### PROVIDED RECORDS ###

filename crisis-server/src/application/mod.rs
pub(crate) mod account_service;
pub(crate) mod comment_service;
pub(crate) mod disaster_service;
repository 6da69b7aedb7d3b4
use anyhow::{Result, anyhow};
use tracing_subscriber::{EnvFilter, fmt};

/// `RUST_LOG` wins over the configured level when it is set.
pub fn init_logging(default_level: &str) -> Result<()> {
    let filter = EnvFilter::try_from_default_env()
        .or_else(|_| EnvFilter::try_new(default_level))
        .unwrap_or_else(|_| EnvFilter::new("info,sqlx=warn"));

    fmt()
        .with_env_filter(filter)
        .with_target(true)
        .compact()
        .try_init()
        .map_err(|e| anyhow!("failed to init logging: {e}"))?;

    Ok(())
}
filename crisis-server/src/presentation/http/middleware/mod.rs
pub(crate) mod auth;
pub(crate) mod cors;
pub(crate) mod limits;
pub(crate) mod trace;
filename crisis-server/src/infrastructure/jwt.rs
use chrono::{Duration, Utc};
use jsonwebtoken::{Algorithm, DecodingKey, EncodingKey, Header, Validation, decode, encode};
use serde::{Deserialize, Serialize};
use thiserror::Error;

#[derive(Debug, Error)]
pub(crate) enum JwtError {
    #[error("token encode failed")]
    Encode(#[source] jsonwebtoken::errors::Error),

    #[error("token decode/validation failed")]
    Decode(#[source] jsonwebtoken::errors::Error),
}

#[derive(Serialize, Deserialize, Debug, Clone)]
pub(crate) struct Claims {
    pub(crate) user_id: i64,
    pub(crate) username: String,
    pub(crate) exp: i64,
}

pub(crate) struct JwtService {
    secret: String,
    ttl_seconds: i64,
}

impl JwtService {
    const DEFAULT_TTL_SECONDS: i64 = 24 * 60 * 60;
    const LEEWAY_SECONDS: u64 = 10;

    pub(crate) fn new(secret: &str, ttl_seconds: i64) -> Self {
        let ttl_seconds = if ttl_seconds > 0 {
            ttl_seconds
        } else {
            Self::DEFAULT_TTL_SECONDS
        };

        JwtService {
            secret: secret.into(),
            ttl_seconds,
        }
    }

    pub(crate) fn generate_token(&self, user_id: i64, username: &str) -> Result<String, JwtError> {
        let exp = (Utc::now() + Duration::seconds(self.ttl_seconds)).timestamp();
        self.encode_claims(&Claims {
            user_id,
            username: username.into(),
            exp,
        })
    }

    pub(crate) fn verify_token(&self, token: &str) -> Result<Claims, JwtError> {
        let mut validation = Validation::new(Algorithm::HS256);
        validation.validate_exp = true;
        validation.leeway = Self::LEEWAY_SECONDS;

        let token_data = decode::<Claims>(
            token,
            &DecodingKey::from_secret(self.secret.as_bytes()),
            &validation,
        )
        .map_err(JwtError::Decode)?;

        Ok(token_data.claims)
    }

    fn encode_claims(&self, claims: &Claims) -> Result<String, JwtError> {
        encode(
            &Header::new(Algorithm::HS256),
            claims,
            &EncodingKey::from_secret(self.secret.as_bytes()),
        )
        .map_err(JwtError::Encode)
    }
}
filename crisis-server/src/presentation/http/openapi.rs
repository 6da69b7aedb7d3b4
use utoipa::openapi::security::{HttpAuthScheme, HttpBuilder, SecurityScheme};
use utoipa::{Modify, OpenApi};

use crate::presentation::http::handlers::comments::{CommentDto, CreateCommentDto, UpdateCommentDto};
use crate::presentation::http::handlers::disasters::{
    CountryCountDto, DisasterStatsDto, MonthCountDto, RecentDisasterDto, TypeCountDto,
};
use crate::presentation::http::handlers::users::{
    AuthResponseDto, DetailDto, LoginDto, ProfileDto, RegisterDto, UpdateProfileDto, UserDto,
};

#[derive(OpenApi)]
#[openapi(
    paths(
        crate::presentation::http::handlers::users::register,
        crate::presentation::http::handlers::users::login,
        crate::presentation::http::handlers::users::get_own_profile,
        crate::presentation::http::handlers::users::update_own_profile,
        crate::presentation::http::handlers::users::delete_own_profile,
        crate::presentation::http::handlers::users::get_profile,
        crate::presentation::http::handlers::users::update_profile,
        crate::presentation::http::handlers::users::delete_profile,
        crate::presentation::http::handlers::comments::list_comments,
        crate::presentation::http::handlers::comments::get_comment,
        crate::presentation::http::handlers::comments::create_comment,
        crate::presentation::http::handlers::comments::update_comment,
        crate::presentation::http::handlers::comments::delete_comment,
        crate::presentation::http::handlers::disasters::list_disasters,
        crate::presentation::http::handlers::disasters::get_stats
    ),
    components(
        schemas(
            RegisterDto,
            LoginDto,
            UpdateProfileDto,
            DetailDto,
            AuthResponseDto,
            UserDto,
            ProfileDto,
            CreateCommentDto,
            UpdateCommentDto,
            CommentDto,
            DisasterStatsDto,
            RecentDisasterDto,
            CountryCountDto,
            MonthCountDto,
            TypeCountDto
        )
    ),
    tags(
        (name = "users", description = "Accounts and profiles"),
        (name = "comments", description = "Comments on disaster events"),
        (name = "disasters", description = "ReliefWeb disaster data")
    ),
    modifiers(&SecurityAddon)
)]
pub(crate) struct ApiDoc;

pub(crate) struct SecurityAddon;

impl Modify for SecurityAddon {
    fn modify(&self, openapi: &mut utoipa::openapi::OpenApi) {
        let mut components = openapi.components.take().unwrap_or_default();
        components.add_security_scheme(
            "bearer_auth",
            SecurityScheme::Http(
                HttpBuilder::new()
                    .scheme(HttpAuthScheme::Bearer)
                    .bearer_format("JWT")
                    .build(),
            ),
        );
        openapi.components = Some(components);
    }
}
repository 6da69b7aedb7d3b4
use sqlx::PgPool;
use std::sync::Arc;

use crate::application::account_service::AccountService;
use crate::application::comment_service::CommentService;
use crate::application::disaster_service::DisasterService;
use crate::data::repositories::postgres::comment_repository::PostgresCommentRepository;
use crate::data::repositories::postgres::user_repository::PostgresUserRepository;
use crate::data::sources::reliefweb::ReliefWebSource;
use crate::infrastructure::jwt::JwtService;

pub(crate) mod http;

pub(crate) type PgAccountService = AccountService<PostgresUserRepository, PostgresCommentRepository>;

#[derive(Clone)]
pub(crate) struct AppState {
    pub(crate) pool: PgPool,
    pub(crate) account_service: Arc<PgAccountService>,
    pub(crate) comment_service: Arc<CommentService<PostgresCommentRepository>>,
    pub(crate) disaster_service: Arc<DisasterService<ReliefWebSource>>,
    pub(crate) jwt: Arc<JwtService>,
}

impl AppState {
    pub(crate) fn new(
        pool: PgPool,
        account_service: Arc<PgAccountService>,
        comment_service: Arc<CommentService<PostgresCommentRepository>>,
        disaster_service: Arc<DisasterService<ReliefWebSource>>,
        jwt: Arc<JwtService>,
    ) -> Self {
        Self {
            pool,
            account_service,
            comment_service,
            disaster_service,
            jwt,
        }
    }
}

###

THE PROBLEM = The count, and nothing else: how many lines of the entries contain the word "components"?

RESULT = 4